Still, even as I lost track of the days, events popped up on my calendar: dental appointment on Monday at 8, haircut on Friday at 4. My life, in some parallel universe, was going on without me! I paid no attention. I lived wholly in the present tense — no past, no future. And I lived in the second person, a sort of self-distancing, an out-of-body otherness, as if the events happening to me were happening to somebody else.
I recovered my appetite, though I still couldn’t taste or smell. I regained the weight I had lost, and then some. Little by little, I regained my strength. I laundered the sheets, scrubbed the toilets, vacuumed the floors. I ordered groceries from Instacart and ran errands on Amazon. I did things I never would have considered doing before: coloring my hair, trimming my husband’s sideburns. I took a Pilates class on Twitch. I attended a Native American ceremony on Zoom. I hosted virtual teas with girlfriends, virtual cocktails with couples.
One day I noticed that my stay-at-home life had become as busy as my out-in-the-world one. I left behind my laptop and my cell phone and sat on our front porch on a wooden bench warm from the late-day sun. Bees hummed in the wisteria, birds pecked at the daphne. My neighbor’s rosebush hung over the split-rail fence, heavy with blooms, and I ran my fingers through their pale petals. All at once, in a rush that overpowered me, I realized that I could smell the flowers.

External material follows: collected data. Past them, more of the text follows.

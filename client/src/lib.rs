//! # client
//!
//! Client side of realtime board sync. Holds a local copy of one board,
//! applies optimistic edits with rollback, reconciles inbound domain events,
//! and keeps a websocket subscription alive across reconnects.
//!
//! - [`position`]: dense integer ranks for cards and lists.
//! - [`pending`]: inverse operations for unconfirmed local edits.
//! - [`store`]: the board snapshot and every mutation path into it.
//! - [`connection`]: transport-free connection state machine and backoff.
//! - [`sync`]: the tokio task that drives the machine over a websocket.

pub mod connection;
pub mod pending;
pub mod position;
pub mod store;
pub mod sync;

pub use connection::{ConnectionState, ReconnectPolicy};
pub use pending::OpToken;
pub use store::{Applied, BoardStore, StoreError};
pub use sync::{Command, HttpSnapshotSource, SnapshotSource, SyncClient, SyncConfig, SyncError, SyncHandle};
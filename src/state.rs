//! Shared application state.
//!
//! DESIGN
//! ======
//! `AppState` is injected into Axum handlers via the `State` extractor. It
//! holds the connection registry and the two external collaborators (identity
//! and board access) behind trait objects, so the websocket layer runs the
//! same way against live services and in-process test doubles.

use std::sync::Arc;

use frames::DomainEvent;
use uuid::Uuid;

use crate::broadcast::{self, BroadcastReport};
use crate::config::{DEFAULT_WS_OUTBOUND_QUEUE, ServerConfig};
use crate::registry::ConnectionRegistry;
use crate::services::access::BoardAccess;
use crate::services::identity::IdentityVerifier;

/// Shared application state. Clone is required by Axum; every field is
/// cheap to clone.
#[derive(Clone)]
pub struct AppState {
    pub registry: Arc<ConnectionRegistry>,
    pub identity: Arc<dyn IdentityVerifier>,
    pub access: Arc<dyn BoardAccess>,
    /// Capacity of each connection's outbound queue.
    pub outbound_queue: usize,
    /// Shared secret for the event ingest route; `None` leaves it unmounted.
    pub ingest_key: Option<Arc<str>>,
}

impl AppState {
    #[must_use]
    pub fn new(identity: Arc<dyn IdentityVerifier>, access: Arc<dyn BoardAccess>) -> Self {
        Self {
            registry: Arc::new(ConnectionRegistry::new()),
            identity,
            access,
            outbound_queue: DEFAULT_WS_OUTBOUND_QUEUE,
            ingest_key: None,
        }
    }

    #[must_use]
    pub fn with_config(mut self, config: &ServerConfig) -> Self {
        self.outbound_queue = config.outbound_queue;
        self.ingest_key = config.ingest_key.as_deref().map(Arc::from);
        self
    }

    /// Fan `event` out to the subscribers of `board_id`.
    ///
    /// # Errors
    ///
    /// Returns the encoding error if the event cannot be serialized.
    pub async fn broadcast(&self, board_id: Uuid, event: &DomainEvent) -> Result<BroadcastReport, serde_json::Error> {
        broadcast::broadcast(&self.registry, board_id, event).await
    }
}

// =============================================================================
// TEST HELPERS
// =============================================================================


#[cfg(test)]
#[path = "state_test.rs"]
mod tests;
//! Pending-operation log for optimistic mutations.
//!
//! Each local mutation registers the operation that undoes it under a fresh
//! [`OpToken`]. The token travels with the CRUD request as its idempotency
//! key; the request's outcome later confirms (drop the entry) or rolls back
//! (apply the inverse) the mutation.

use std::fmt;
use std::time::{Duration, Instant};

use frames::Card;
use serde::{Deserialize, Serialize};
use uuid::Uuid;

/// Client-generated id of one optimistic mutation.
#[derive(Clone, Copy, Debug, PartialEq, Eq, Hash, Serialize, Deserialize)]
#[serde(transparent)]
pub struct OpToken(Uuid);

impl OpToken {
    #[must_use]
    pub fn new() -> Self {
        Self(Uuid::new_v4())
    }

    #[must_use]
    pub fn as_uuid(&self) -> Uuid {
        self.0
    }
}

impl Default for OpToken {
    fn default() -> Self {
        Self::new()
    }
}

impl fmt::Display for OpToken {
    fn fmt(&self, f: &mut fmt::Formatter<'_>) -> fmt::Result {
        self.0.fmt(f)
    }
}

/// The operation that restores the state a mutation replaced.
#[derive(Clone, Debug, PartialEq)]
pub enum Inverse {
    /// Put a card back in `list_id` at `position`.
    MoveCard { card_id: Uuid, list_id: Uuid, position: i64 },
    MoveList { list_id: Uuid, position: i64 },
    RenameBoard { name: String },
    RenameList { list_id: Uuid, name: String },
    /// Restore a card's content fields; placement is left alone.
    RestoreCard(Card),
    RemoveCard { card_id: Uuid },
    RemoveList { list_id: Uuid },
    /// Re-insert a deleted card at its former rank.
    InsertCard(Card),
}

#[derive(Clone, Debug)]
pub struct PendingOp {
    pub inverse: Inverse,
    pub created_at: Instant,
}

/// Pending operations in the order they were applied.
#[derive(Debug, Default)]
pub struct PendingLog {
    entries: Vec<(OpToken, PendingOp)>,
}

impl PendingLog {
    #[must_use]
    pub fn new() -> Self {
        Self::default()
    }

    /// Record `inverse` under a fresh token.
    pub fn push(&mut self, inverse: Inverse) -> OpToken {
        let token = OpToken::new();
        self.entries.push((token, PendingOp { inverse, created_at: Instant::now() }));
        token
    }

    /// Remove and return the entry for `token`.
    pub fn take(&mut self, token: OpToken) -> Option<PendingOp> {
        let index = self.entries.iter().position(|(t, _)| *t == token)?;
        Some(self.entries.remove(index).1)
    }

    #[must_use]
    pub fn get(&self, token: OpToken) -> Option<&PendingOp> {
        self.entries.iter().find(|(t, _)| *t == token).map(|(_, op)| op)
    }

    #[must_use]
    pub fn contains(&self, token: OpToken) -> bool {
        self.get(token).is_some()
    }

    /// Tokens older than `max_age`, oldest first. Callers treat these as
    /// requests that never answered.
    #[must_use]
    pub fn older_than(&self, max_age: Duration) -> Vec<OpToken> {
        self.entries
            .iter()
            .filter(|(_, op)| op.created_at.elapsed() >= max_age)
            .map(|(t, _)| *t)
            .collect()
    }

    #[must_use]
    pub fn len(&self) -> usize {
        self.entries.len()
    }

    #[must_use]
    pub fn is_empty(&self) -> bool {
        self.entries.is_empty()
    }

    pub fn clear(&mut self) {
        self.entries.clear();
    }
}

#[cfg(test)]
#[path = "pending_test.rs"]
mod tests;
//! Board, list, and card representations carried by events and snapshots.
//!
//! These mirror the rows the external data service returns, so serde
//! round-trips against the CRUD layer stay lossless. Positions are integers;
//! whole-number floats are accepted because JavaScript peers emit `1.0`-style
//! numbers.

use serde::de::Error as _;
use serde::{Deserialize, Deserializer, Serialize};
use uuid::Uuid;

/// Board visibility as stored by the data service.
#[derive(Clone, Copy, Debug, Default, PartialEq, Eq, Serialize, Deserialize)]
#[serde(rename_all = "lowercase")]
pub enum Visibility {
    #[default]
    Private,
    Team,
    Public,
}

/// Membership role on a board.
#[derive(Clone, Copy, Debug, PartialEq, Eq, PartialOrd, Ord, Serialize, Deserialize)]
#[serde(rename_all = "lowercase")]
pub enum Role {
    Viewer,
    Member,
    Admin,
}

/// Board row without its lists.
#[derive(Clone, Debug, PartialEq, Serialize, Deserialize)]
pub struct Board {
    pub id: Uuid,
    pub name: String,
    #[serde(default)]
    pub slug: Option<String>,
    #[serde(default)]
    pub visibility: Visibility,
    #[serde(default)]
    pub created_by: Option<Uuid>,
    /// Opaque background settings; never inspected here.
    #[serde(default)]
    pub background: Option<serde_json::Value>,
}

/// A task card. `position` is its zero-based rank within `list_id`.
#[derive(Clone, Debug, PartialEq, Serialize, Deserialize)]
pub struct Card {
    pub id: Uuid,
    pub list_id: Uuid,
    pub title: String,
    #[serde(default)]
    pub description: Option<String>,
    #[serde(deserialize_with = "deserialize_position")]
    pub position: i64,
    #[serde(default)]
    pub due_date: Option<String>,
    #[serde(default)]
    pub created_by: Option<Uuid>,
}

/// An ordered column of cards. `cards` is empty on `list.created` payloads.
#[derive(Clone, Debug, PartialEq, Serialize, Deserialize)]
pub struct List {
    pub id: Uuid,
    pub board_id: Uuid,
    pub name: String,
    #[serde(deserialize_with = "deserialize_position")]
    pub position: i64,
    #[serde(default)]
    pub cards: Vec<Card>,
}

/// A board member and their role.
#[derive(Clone, Debug, PartialEq, Eq, Serialize, Deserialize)]
pub struct Member {
    pub user_id: Uuid,
    pub role: Role,
}

/// Full board view as loaded by a client: board fields, ordered lists with
/// their cards, and the member roster.
#[derive(Clone, Debug, PartialEq, Serialize, Deserialize)]
pub struct BoardSnapshot {
    #[serde(flatten)]
    pub board: Board,
    #[serde(default)]
    pub lists: Vec<List>,
    #[serde(default)]
    pub members: Vec<Member>,
}

impl BoardSnapshot {
    #[must_use]
    pub fn new(board: Board) -> Self {
        Self { board, lists: Vec::new(), members: Vec::new() }
    }

    #[must_use]
    pub fn list(&self, list_id: Uuid) -> Option<&List> {
        self.lists.iter().find(|l| l.id == list_id)
    }

    /// Locate a card, returning `(list_index, card_index)`.
    #[must_use]
    pub fn find_card(&self, card_id: Uuid) -> Option<(usize, usize)> {
        self.lists.iter().enumerate().find_map(|(li, list)| {
            list.cards
                .iter()
                .position(|c| c.id == card_id)
                .map(|ci| (li, ci))
        })
    }

    #[must_use]
    pub fn card(&self, card_id: Uuid) -> Option<&Card> {
        let (li, ci) = self.find_card(card_id)?;
        self.lists.get(li)?.cards.get(ci)
    }
}

pub(crate) fn deserialize_position<'de, D>(deserializer: D) -> Result<i64, D::Error>
where
    D: Deserializer<'de>,
{
    let value = serde_json::Value::deserialize(deserializer)?;
    match value {
        serde_json::Value::Number(number) => {
            if let Some(int) = number.as_i64() {
                return Ok(int);
            }
            #[allow(clippy::cast_precision_loss, clippy::cast_possible_truncation)]
            if let Some(float) = number.as_f64()
                && float.is_finite()
                && float.fract() == 0.0
                && float >= i64::MIN as f64
                && float <= i64::MAX as f64
            {
                return Ok(float as i64);
            }
            Err(D::Error::custom("expected integer-compatible position"))
        }
        _ => Err(D::Error::custom("expected numeric position")),
    }
}

#[cfg(test)]
#[path = "model_test.rs"]
mod tests;
//! Image picker modal

use crate::models::{ImageAsset, remove_images_prefix};

/// Field the picked image is written into
#[derive(Debug, Clone, Copy, PartialEq, Eq)]
pub enum PickerTarget {
    Main,
    TransitionIn,
    TransitionOut,
    Default,
}

#[derive(Debug, Clone, PartialEq, Eq)]
pub struct ImagePicker {
    pub target: PickerTarget,
    pub selected: usize,
    /// Display path currently in the target field
    pub current: String,
}

impl ImagePicker {
    pub fn open(target: PickerTarget, images: &[ImageAsset], current: &str) -> Self {
        let selected = images
            .iter()
            .position(|img| remove_images_prefix(&img.path) == current)
            .unwrap_or(0);
        Self {
            target,
            selected,
            current: current.to_string(),
        }
    }

    pub fn is_current(&self, image: &ImageAsset) -> bool {
        remove_images_prefix(&image.path) == self.current
    }

    pub fn next(&mut self, len: usize) {
        if len > 0 {
            self.selected = (self.selected + 1) % len;
        }
    }

    pub fn previous(&mut self, len: usize) {
        if len > 0 {
            self.selected = if self.selected == 0 {
                len - 1
            } else {
                self.selected - 1
            };
        }
    }

    /// Keep the cursor valid after the image list changed
    pub fn clamp(&mut self, len: usize) {
        if self.selected >= len {
            self.selected = len.saturating_sub(1);
        }
    }
}
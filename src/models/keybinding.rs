//! Keybinding records as served by `/api/keybindings`

use serde::{Deserialize, Serialize};

/// Activation mode of a keybinding
#[derive(Debug, Clone, Copy, PartialEq, Eq, Default, Serialize, Deserialize)]
#[serde(rename_all = "lowercase")]
pub enum BindingType {
    /// Each press flips the overlay on or off
    #[default]
    Toggle,
    /// The overlay is shown only while the keys are held
    Hold,
}

impl BindingType {
    pub fn label(&self) -> &'static str {
        match self {
            BindingType::Toggle => "Toggle",
            BindingType::Hold => "Hold",
        }
    }

    pub fn symbol(&self) -> &'static str {
        match self {
            BindingType::Toggle => "⟳",
            BindingType::Hold => "✋",
        }
    }

    pub fn flipped(&self) -> Self {
        match self {
            BindingType::Toggle => BindingType::Hold,
            BindingType::Hold => BindingType::Toggle,
        }
    }
}

/// Temporary image shown when a keybinding activates or deactivates
#[derive(Debug, Clone, PartialEq, Eq, Serialize, Deserialize)]
pub struct Transition {
    pub image: String,
    #[serde(default, skip_serializing_if = "Option::is_none")]
    pub duration: Option<u64>,
}

/// A keybinding owned by the backend
#[derive(Debug, Clone, PartialEq, Eq, Serialize, Deserialize)]
pub struct Keybinding {
    pub id: i64,
    pub keys: Vec<String>,
    #[serde(rename = "type", default)]
    pub binding_type: BindingType,
    pub image: String,
    #[serde(default)]
    pub description: Option<String>,
    #[serde(default)]
    pub transition_in: Option<Transition>,
    #[serde(default)]
    pub transition_out: Option<Transition>,
    #[serde(default, skip_serializing_if = "Option::is_none")]
    pub priority: Option<i64>,
    #[serde(default = "default_enabled")]
    pub enabled: bool,
}

fn default_enabled() -> bool {
    true
}

impl Keybinding {
    pub fn description_text(&self) -> &str {
        self.description.as_deref().unwrap_or("")
    }
}

/// Body of a create (`POST`) or update (`PUT`) request.
///
/// Transitions are tri-state: `None` leaves the field out of the body,
/// `Some(None)` sends an explicit `null` (clears the transition) and
/// `Some(Some(_))` sends the transition.
#[derive(Debug, Clone, PartialEq, Eq, Serialize)]
pub struct KeybindingPayload {
    pub keys: Vec<String>,
    #[serde(rename = "type")]
    pub binding_type: BindingType,
    pub image: String,
    pub description: String,
    #[serde(skip_serializing_if = "Option::is_none")]
    pub transition_in: Option<Option<Transition>>,
    #[serde(skip_serializing_if = "Option::is_none")]
    pub transition_out: Option<Option<Transition>>,
}

/// Response of `POST /api/keybindings`
#[derive(Debug, Clone, Deserialize)]
pub struct CreatedKeybinding {
    #[serde(default)]
    pub success: bool,
    #[serde(default)]
    pub id: Option<i64>,
}

/// Body of `PUT /api/keybindings/reorder`
#[derive(Debug, Clone, PartialEq, Eq, Serialize, Deserialize)]
pub struct ReorderRequest {
    pub order: Vec<i64>,
}

/// Human-readable label for a key identifier
pub fn format_key_name(key: &str) -> String {
    let mapped = match key {
        "mouse_left" => "Mouse L",
        "mouse_right" => "Mouse R",
        "mouse_middle" => "Mouse M",
        "scroll_up" => "Scroll ↑",
        "scroll_down" => "Scroll ↓",
        "space" => "Space",
        "enter" => "Enter",
        "backspace" => "Backspace",
        "ctrl" => "Ctrl",
        "shift" => "Shift",
        "alt" => "Alt",
        "cmd" => "Cmd",
        other => return other.to_uppercase(),
    };
    mapped.to_string()
}
//! `watch` command - stream real-time events to stdout

use anyhow::Result;
use chrono::Local;
use std::time::Duration;

use crate::api::Backend;
use crate::config::ConsoleConfig;
use crate::models::ServerEvent;
use crate::realtime::{self, Backoff, EventHub};

pub async fn execute_watch_command(backend: &impl Backend, config: &ConsoleConfig) -> Result<()> {
    let hub = EventHub::new();
    let mut events = hub.subscribe();
    let backoff = Backoff {
        initial: Duration::from_millis(config.reconnect_delay_ms),
        max: Duration::from_millis(config.reconnect_max_delay_ms),
    };
    let handle = realtime::spawn(&backend.base_url(), hub.clone(), backoff)?;
    println!("📡 Watching {} (Ctrl+C to stop)", handle.url());

    loop {
        tokio::select! {
            _ = tokio::signal::ctrl_c() => {
                println!();
                break;
            }
            event = events.recv() => match event {
                Some(event) => println!("{} {}", Local::now().format("%H:%M:%S%.3f"), render(&event)),
                None => break,
            },
        }
    }

    handle.stop();
    Ok(())
}

fn render(event: &ServerEvent) -> String {
    match event {
        ServerEvent::Connected => "🟢 connected".to_string(),
        ServerEvent::Disconnected => "🔴 disconnected".to_string(),
        ServerEvent::KeyPressed { key } => format!("⬇  {}", key),
        ServerEvent::KeyReleased { key } => format!("⬆  {}", key),
        ServerEvent::UpdateAvailable { version } => format!("update available: v{}", version),
        ServerEvent::UpdateProgress { progress } => format!("update progress: {}%", progress),
        ServerEvent::UpdateInstalling => "update installing".to_string(),
        ServerEvent::UpdateError { error } => format!("update error: {}", error),
        ServerEvent::ImageChange { image } => format!("image: {}", image),
        ServerEvent::ConfigReloaded => "config reloaded".to_string(),
        ServerEvent::Other { name, data } => format!("{} {}", name, data),
    }
}
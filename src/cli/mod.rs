//! Command Line Interface module
//!
//! This module contains the CLI argument parsing, headless command
//! implementations, and the Terminal User Interface (TUI).

pub mod args;
pub mod commands;
pub mod tui;

pub use args::*;

use anyhow::{Context, Result};
use std::path::PathBuf;

use crate::api::KeybrameClient;
use crate::config::ConsoleConfig;
use crate::console::Console;
use crate::realtime::EventHub;
use crate::utils::logging::init_cli_logging;

/// Resolve the config file path and load it, applying `--server`
pub fn load_config(cli: &Cli) -> Result<(ConsoleConfig, PathBuf)> {
    let path = cli.config.clone().unwrap_or_else(ConsoleConfig::default_path);
    let mut config = ConsoleConfig::load(&path)
        .with_context(|| format!("loading {}", path.display()))?;
    if let Some(server) = &cli.server {
        config.server_url = server.clone();
    }
    Ok((config, path))
}

/// Main CLI application runner
pub async fn run() -> Result<()> {
    let cli = Cli::parse_args();
    let tui_mode = cli.command.is_none();
    init_cli_logging(cli.verbose, cli.quiet, tui_mode)?;

    let (config, config_path) = load_config(&cli)?;
    log::debug!("Using server {}", config.server_url);

    match cli.command.clone() {
        Some(command) => commands::execute_command(command, &config, &config_path).await,
        None => {
            let client = KeybrameClient::new(&config.server_url, config.request_timeout())?;
            let console = Console::new(client, config, EventHub::new());
            tui::run_tui(console).await
        }
    }
}
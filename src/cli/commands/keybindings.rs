//! `list` command - print keybindings in priority order

use anyhow::Result;

use crate::api::Backend;
use crate::models::{Keybinding, format_key_name, remove_images_prefix};

pub async fn execute_list_command(backend: &impl Backend) -> Result<()> {
    let keybindings = backend.keybindings().await?;
    log::debug!("fetched {} keybindings", keybindings.len());

    if keybindings.is_empty() {
        println!("⚠️  No keybindings configured");
        return Ok(());
    }

    println!("⌨️  Keybindings ({}):", keybindings.len());
    for (index, keybinding) in keybindings.iter().enumerate() {
        println!("{:>3}. {}", index + 1, describe(keybinding));
    }
    Ok(())
}

/// One-line summary, e.g. `Ctrl + Space  [toggle] bg.png - scene (#3)`
pub fn describe(keybinding: &Keybinding) -> String {
    let keys = keybinding
        .keys
        .iter()
        .map(|k| format_key_name(k))
        .collect::<Vec<_>>()
        .join(" + ");
    let mut line = format!(
        "{}  [{}] {}",
        keys,
        keybinding.binding_type.label(),
        remove_images_prefix(&keybinding.image)
    );
    if !keybinding.description_text().is_empty() {
        line.push_str(" - ");
        line.push_str(keybinding.description_text());
    }
    if let Some(t) = &keybinding.transition_in {
        line.push_str(&format!(" in:{}", remove_images_prefix(&t.image)));
    }
    if let Some(t) = &keybinding.transition_out {
        line.push_str(&format!(" out:{}", remove_images_prefix(&t.image)));
    }
    if !keybinding.enabled {
        line.push_str(" (disabled)");
    }
    line.push_str(&format!(" (#{})", keybinding.id));
    line
}
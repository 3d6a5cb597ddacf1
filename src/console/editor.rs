//! Keybinding editor form (create / edit modal)

use crate::errors::{ConsoleError, Result};
use crate::models::{
    BindingType, Keybinding, KeybindingPayload, Transition, add_images_prefix,
    remove_images_prefix,
};

#[derive(Debug, Clone, Copy, PartialEq, Eq)]
pub enum EditorField {
    Keys,
    Type,
    Image,
    Description,
    TransitionInEnabled,
    TransitionInImage,
    TransitionInDuration,
    TransitionOutEnabled,
    TransitionOutImage,
    TransitionOutDuration,
}

const FIELD_ORDER: [EditorField; 10] = [
    EditorField::Keys,
    EditorField::Type,
    EditorField::Image,
    EditorField::Description,
    EditorField::TransitionInEnabled,
    EditorField::TransitionInImage,
    EditorField::TransitionInDuration,
    EditorField::TransitionOutEnabled,
    EditorField::TransitionOutImage,
    EditorField::TransitionOutDuration,
];

/// Enter / exit transition inputs. `image` is held without the `assets/` prefix.
#[derive(Debug, Clone, Default, PartialEq, Eq)]
pub struct TransitionFields {
    pub enabled: bool,
    pub image: String,
    pub duration: String,
}

impl TransitionFields {
    fn from_transition(transition: Option<&Transition>) -> Self {
        match transition {
            Some(t) => Self {
                enabled: true,
                image: remove_images_prefix(&t.image).to_string(),
                duration: t.duration.map(|d| d.to_string()).unwrap_or_default(),
            },
            None => Self::default(),
        }
    }

    /// unchecked -> explicit null, checked without image -> omitted
    fn to_payload(&self) -> Option<Option<Transition>> {
        if !self.enabled {
            return Some(None);
        }
        if self.image.is_empty() {
            return None;
        }
        Some(Some(Transition {
            image: add_images_prefix(&self.image),
            duration: self.duration.trim().parse().ok(),
        }))
    }
}

#[derive(Debug, Clone, PartialEq, Eq)]
pub struct KeybindingForm {
    pub editing_id: Option<i64>,
    pub selected_keys: Vec<String>,
    pub binding_type: BindingType,
    /// Main image, without the `assets/` prefix
    pub image: String,
    pub description: String,
    pub transition_in: TransitionFields,
    pub transition_out: TransitionFields,
    pub focus: EditorField,
}

impl Default for KeybindingForm {
    fn default() -> Self {
        Self::new()
    }
}

impl KeybindingForm {
    pub fn new() -> Self {
        Self {
            editing_id: None,
            selected_keys: Vec::new(),
            binding_type: BindingType::Toggle,
            image: String::new(),
            description: String::new(),
            transition_in: TransitionFields::default(),
            transition_out: TransitionFields::default(),
            focus: EditorField::Keys,
        }
    }

    pub fn from_keybinding(keybinding: &Keybinding) -> Self {
        Self {
            editing_id: Some(keybinding.id),
            selected_keys: keybinding.keys.clone(),
            binding_type: keybinding.binding_type,
            image: remove_images_prefix(&keybinding.image).to_string(),
            description: keybinding.description_text().to_string(),
            transition_in: TransitionFields::from_transition(keybinding.transition_in.as_ref()),
            transition_out: TransitionFields::from_transition(keybinding.transition_out.as_ref()),
            focus: EditorField::Keys,
        }
    }

    pub fn title(&self) -> &'static str {
        if self.editing_id.is_some() {
            "Edit Keybinding"
        } else {
            "Add Keybinding"
        }
    }

    /// Validated request body; no keys means no request
    pub fn to_payload(&self) -> Result<KeybindingPayload> {
        if self.selected_keys.is_empty() {
            return Err(ConsoleError::Validation(
                "Please select at least one key".into(),
            ));
        }
        Ok(KeybindingPayload {
            keys: self.selected_keys.clone(),
            binding_type: self.binding_type,
            image: add_images_prefix(&self.image),
            description: self.description.clone(),
            transition_in: self.transition_in.to_payload(),
            transition_out: self.transition_out.to_payload(),
        })
    }

    pub fn remove_key(&mut self, key: &str) {
        self.selected_keys.retain(|k| k != key);
    }

    pub fn remove_last_key(&mut self) -> Option<String> {
        self.selected_keys.pop()
    }

    pub fn clear_keys(&mut self) {
        self.selected_keys.clear();
    }

    fn is_visible(&self, field: EditorField) -> bool {
        match field {
            EditorField::TransitionInImage | EditorField::TransitionInDuration => {
                self.transition_in.enabled
            }
            EditorField::TransitionOutImage | EditorField::TransitionOutDuration => {
                self.transition_out.enabled
            }
            _ => true,
        }
    }

    pub fn visible_fields(&self) -> Vec<EditorField> {
        FIELD_ORDER
            .iter()
            .copied()
            .filter(|field| self.is_visible(*field))
            .collect()
    }

    pub fn focus_next(&mut self) {
        self.step_focus(1);
    }

    pub fn focus_previous(&mut self) {
        self.step_focus(-1);
    }

    fn step_focus(&mut self, delta: isize) {
        let fields = self.visible_fields();
        let current = fields.iter().position(|f| *f == self.focus).unwrap_or(0) as isize;
        let len = fields.len() as isize;
        let next = (current + delta).rem_euclid(len) as usize;
        self.focus = fields[next];
    }

    /// Space / Enter on a non-text field
    pub fn activate_focused(&mut self) {
        match self.focus {
            EditorField::Type => self.binding_type = self.binding_type.flipped(),
            EditorField::TransitionInEnabled => {
                self.transition_in.enabled = !self.transition_in.enabled;
            }
            EditorField::TransitionOutEnabled => {
                self.transition_out.enabled = !self.transition_out.enabled;
            }
            _ => {}
        }
    }

    /// Whether the focused field accepts free text
    pub fn focused_is_text(&self) -> bool {
        matches!(
            self.focus,
            EditorField::Description
                | EditorField::TransitionInDuration
                | EditorField::TransitionOutDuration
        )
    }

    pub fn input_char(&mut self, c: char) {
        match self.focus {
            EditorField::Description => self.description.push(c),
            EditorField::TransitionInDuration if c.is_ascii_digit() => {
                self.transition_in.duration.push(c);
            }
            EditorField::TransitionOutDuration if c.is_ascii_digit() => {
                self.transition_out.duration.push(c);
            }
            _ => {}
        }
    }

    pub fn backspace(&mut self) {
        match self.focus {
            EditorField::Description => {
                self.description.pop();
            }
            EditorField::TransitionInDuration => {
                self.transition_in.duration.pop();
            }
            EditorField::TransitionOutDuration => {
                self.transition_out.duration.pop();
            }
            EditorField::Keys => {
                self.remove_last_key();
            }
            _ => {}
        }
    }
}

My husband has begun volunteering at the food bank in Watsonville. Although we were cleared from quarantine five weeks ago, the efficacy of immunity has yet to be determined and so I worry about reinfection. This morning, as Mark gathered together his mask and gloves, his disinfectant wipes, I begged him not to go.
“I have to do something,” he told me.
I bow to all the people, from our healthcare workers to our grocery-store clerks, who put themselves at risk every day because they can or must. But for the rest of us, whether we go out or stay home, do something or do nothing – these are the questions we will continue to ask long after our leaders decide it is safe to re-enter the world.